The husband is gone again for winter cruise and I am here left alone to fend for myself again. There’s really not much to fend for cause the husband already took care most of the things before he left. That one month he was here went by real fast. We accomplished all the errands we needed to and more cause we managed to get a car as well. We were planning the whole car purchasing to happen when he got back but because our friend was set in selling his car to us, we ended up with a car sooner than expected. It was nice of our friend to sell us his car at a much lower price, given that someone was willing to pay him for his car upfront.
I’m a bit frustrated about the car thing though cause I don’t have a license so we have a car sitting around not being used and I get to ran around taking cabs and buses to get around. I’m still figuring out what I’ll do when it’s time to go grocery shopping and doing the laundry again cause unlike the last time I was alone my stomach wasn’t that big yet. This time around, I feel pregnant more than ever. It’s not only because my clothes don’t fit me anymore but also because whenever I try to do the walking I did before I’d end up tired or with my sides hurting.

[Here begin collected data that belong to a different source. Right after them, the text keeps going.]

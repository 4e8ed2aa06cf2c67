//! Unpacking of raw image samples.

use crate::color::{AlphaColor, ColorComponents, ColorSpace};
use crate::function::interpolate;
use folio_common::bit::{BitReader, max_value};
use log::warn;

/// The geometry and sample layout of raw image data.
#[derive(Debug, Clone, Copy)]
pub(crate) struct Layout {
    pub(crate) width: u32,
    pub(crate) height: u32,
    pub(crate) components: usize,
    pub(crate) bits_per_component: u8,
}

impl Layout {
    pub(crate) fn pixels(&self) -> usize {
        self.width as usize * self.height as usize
    }
}

/// How many bytes of missing sample data are padded before an image is
/// rejected outright.
const MAX_PADDING: u64 = 1 << 20;

impl Layout {
    /// The number of bytes the samples of the image occupy.
    pub(crate) fn data_len(&self) -> u64 {
        let row_bits =
            self.width as u64 * self.components as u64 * self.bits_per_component as u64;

        row_bits.div_ceil(8) * self.height as u64
    }
}

/// Unpack raw samples, one `u32` per component.
///
/// Rows start on a byte boundary. Missing data is padded with zeroes, unless
/// far more is missing than present, in which case `None` is returned
/// before anything is allocated.
pub(crate) fn unpack(data: &[u8], layout: &Layout) -> Option<Vec<u32>> {
    let expected = layout.data_len();

    if expected > 2 * data.len() as u64 + MAX_PADDING {
        warn!(
            "image data has {} bytes, but {expected} are needed",
            data.len()
        );

        return None;
    }

    let bpc = layout.bits_per_component;
    let per_row = layout.width as usize * layout.components;
    let mut out = Vec::with_capacity(per_row * layout.height as usize);

    if bpc == 8 {
        out.extend(data.iter().take(out.capacity()).map(|b| *b as u32));
    } else {
        let mut reader = BitReader::new(data);

        for _ in 0..layout.height {
            for _ in 0..per_row {
                out.push(reader.read(bpc).unwrap_or(0));
            }

            reader.align();
        }
    }

    out.resize(per_row * layout.height as usize, 0);

    Some(out)
}

/// Map raw samples through a `Decode` array into the native range of a color
/// space, then convert them to straight RGBA.
pub(crate) fn to_rgba(
    samples: &[u32],
    layout: &Layout,
    color_space: &ColorSpace,
    decode: &[(f32, f32)],
) -> Vec<u8> {
    let n = layout.components.max(1);
    let max = max_value(layout.bits_per_component) as f32;
    let mut out = Vec::with_capacity(layout.pixels() * 4);

    // Single-component images with few distinct values are converted through
    // a table instead of once per pixel.
    if n == 1 && layout.bits_per_component <= 8 {
        let (lo, hi) = decode.first().copied().unwrap_or((0.0, 1.0));
        let lut = (0..=max as u32)
            .map(|raw| {
                let v = interpolate(raw as f32, 0.0, max, lo, hi);
                color_space.to_rgba(&[v], 1.0).to_rgba8()
            })
            .collect::<Vec<_>>();

        for raw in samples.iter().take(layout.pixels()) {
            out.extend_from_slice(&lut[(*raw as usize).min(lut.len() - 1)]);
        }

        return out;
    }

    let mut components = ColorComponents::new();

    for pixel in samples.chunks_exact(n).take(layout.pixels()) {
        components.clear();
        components.extend(pixel.iter().enumerate().map(|(i, raw)| {
            let (lo, hi) = decode.get(i).copied().unwrap_or((0.0, 1.0));
            interpolate(*raw as f32, 0.0, max, lo, hi)
        }));

        out.extend_from_slice(&color_space.to_rgba(&components, 1.0).to_rgba8());
    }

    out
}

/// Compute stencil coverage from 1-component samples.
///
/// A sample paints if its decoded value is 0, so a `Decode` array of `[1 0]`
/// inverts the mask.
pub(crate) fn stencil_coverage(samples: &[u32], layout: &Layout, decode: &[(f32, f32)]) -> Vec<u8> {
    let max = max_value(layout.bits_per_component) as f32;
    let (lo, hi) = decode.first().copied().unwrap_or((0.0, 1.0));

    samples
        .iter()
        .take(layout.pixels())
        .map(|raw| {
            let v = interpolate(*raw as f32, 0.0, max, lo, hi);
            ((1.0 - v.clamp(0.0, 1.0)) * 255.0 + 0.5) as u8
        })
        .collect()
}

/// Clear the alpha of every pixel whose samples fall into the color key
/// ranges of a `/Mask` array.
pub(crate) fn apply_color_key(rgba: &mut [u8], samples: &[u32], n: usize, ranges: &[u32]) {
    if n == 0 || ranges.len() < 2 * n {
        return;
    }

    for (pixel, raw) in rgba.chunks_exact_mut(4).zip(samples.chunks_exact(n)) {
        let masked = raw
            .iter()
            .enumerate()
            .all(|(i, v)| ranges[2 * i] <= *v && *v <= ranges[2 * i + 1]);

        if masked {
            pixel[3] = 0;
        }
    }
}

/// Resample single-channel data to a new size, nearest neighbour.
pub(crate) fn resample(data: &[u8], from: (u32, u32), to: (u32, u32)) -> Vec<u8> {
    if from == to {
        return data.to_vec();
    }

    let (fw, fh) = (from.0 as u64, from.1 as u64);
    let (tw, th) = (to.0 as u64, to.1 as u64);
    let mut out = Vec::with_capacity((tw * th) as usize);

    for y in 0..th {
        let sy = (y * fh / th.max(1)).min(fh.saturating_sub(1));

        for x in 0..tw {
            let sx = (x * fw / tw.max(1)).min(fw.saturating_sub(1));
            out.push(data.get((sy * fw + sx) as usize).copied().unwrap_or(255));
        }
    }

    out
}

/// Undo the pre-blending of an image with a matte color, given the
/// soft mask alpha of each pixel.
pub(crate) fn unmatte(rgba: &mut [u8], alpha: &[u8], matte: AlphaColor) {
    let matte = matte.to_rgba8();

    for (pixel, a) in rgba.chunks_exact_mut(4).zip(alpha) {
        if *a == 0 {
            continue;
        }

        let a = *a as f32 / 255.0;

        for i in 0..3 {
            let c = pixel[i] as f32;
            let m = matte[i] as f32;
            pixel[i] = ((c - m) / a + m).clamp(0.0, 255.0).round() as u8;
        }
    }
}

#[cfg(test)]
mod tests {
    use super::*;

    fn layout(width: u32, height: u32, components: usize, bpc: u8) -> Layout {
        Layout {
            width,
            height,
            components,
            bits_per_component: bpc,
        }
    }

    #[test]
    fn rows_are_byte_aligned() {
        // Two rows of three 1-bit pixels: 101 and 010.
        let samples = unpack(&[0b1010_0000, 0b0100_0000], &layout(3, 2, 1, 1)).unwrap();

        assert_eq!(samples, vec![1, 0, 1, 0, 1, 0]);
    }

    #[test]
    fn short_data_is_padded() {
        let samples = unpack(&[7], &layout(2, 1, 1, 8)).unwrap();

        assert_eq!(samples, vec![7, 0]);
    }

    #[test]
    fn huge_image_with_little_data() {
        let l = layout(1 << 14, 1 << 14, 3, 16);

        assert_eq!(l.data_len(), 1 << 31);
        assert!(unpack(&[0; 16], &l).is_none());
    }

    #[test]
    fn sixteen_bit_samples() {
        let samples = unpack(&[0xff, 0xff, 0x80, 0x00], &layout(2, 1, 1, 16)).unwrap();
        let rgba = to_rgba(&samples, &layout(2, 1, 1, 16), &ColorSpace::device_gray(), &[(0.0, 1.0)]);

        assert_eq!(&rgba[0..4], &[255, 255, 255, 255]);
        assert_eq!(&rgba[4..8], &[128, 128, 128, 255]);
    }

    #[test]
    fn inverted_decode() {
        let l = layout(2, 1, 3, 8);
        let samples = unpack(&[0, 0, 0, 255, 255, 255], &l).unwrap();
        let decode = [(1.0, 0.0); 3];
        let rgba = to_rgba(&samples, &l, &ColorSpace::device_rgb(), &decode);

        assert_eq!(rgba, vec![255, 255, 255, 255, 0, 0, 0, 255]);
    }

    #[test]
    fn stencil() {
        let l = layout(2, 1, 1, 1);
        let samples = vec![0, 1];

        assert_eq!(stencil_coverage(&samples, &l, &[(0.0, 1.0)]), vec![255, 0]);
        assert_eq!(stencil_coverage(&samples, &l, &[(1.0, 0.0)]), vec![0, 255]);
    }

    #[test]
    fn color_key() {
        let mut rgba = vec![255; 8];
        apply_color_key(&mut rgba, &[10, 200], 1, &[0, 50]);

        assert_eq!(rgba[3], 0);
        assert_eq!(rgba[7], 255);
    }

    #[test]
    fn nearest_neighbour() {
        let data = [0, 255, 100, 50];

        assert_eq!(
            resample(&data, (2, 2), (4, 2)),
            vec![0, 0, 255, 255, 100, 100, 50, 50]
        );
        assert_eq!(resample(&data, (2, 2), (1, 1)), vec![0]);
    }
}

I’ve been told that the base didn’t allow pregnant women to apply for driver’s license so that made me more frustrated. I went ahead and signed myself to AOB even though despite of what they told me. I’m just really stubborn. Now that I have a schedule for classes, I’m nervous. I now unsure if I’ll pass the driving test. I never had any doubts about my driving before but with all the back up parking that’s involved in Japan, also, I haven’t driven in such a long time.
Another thing about this underway, is that having the husband around, even for such a short time make me miss him so much more than usual. I got used to having him around. I find myself wishing he was here more often. Like the other day, I doved into couch and it hit me that he wasn’t there to catch me when I do it. It made me cry. I don’t know if it was because of the hormones or I just really miss him. I try not to tell him just how much I want him here cause I know it’ll only make it harder for him to be away. This wouldn’t be the last time he’ll be away too so I have to be a tad stronger than usual to fight off these emotions.
It’ll be the husband’s birthday in a few days and we don’t get to spend it together again. Actually, we won’t get to spend my birthday together as well. This is part of the job. I have no right to complain because I was aware of all this when I married him. Oh the navy life.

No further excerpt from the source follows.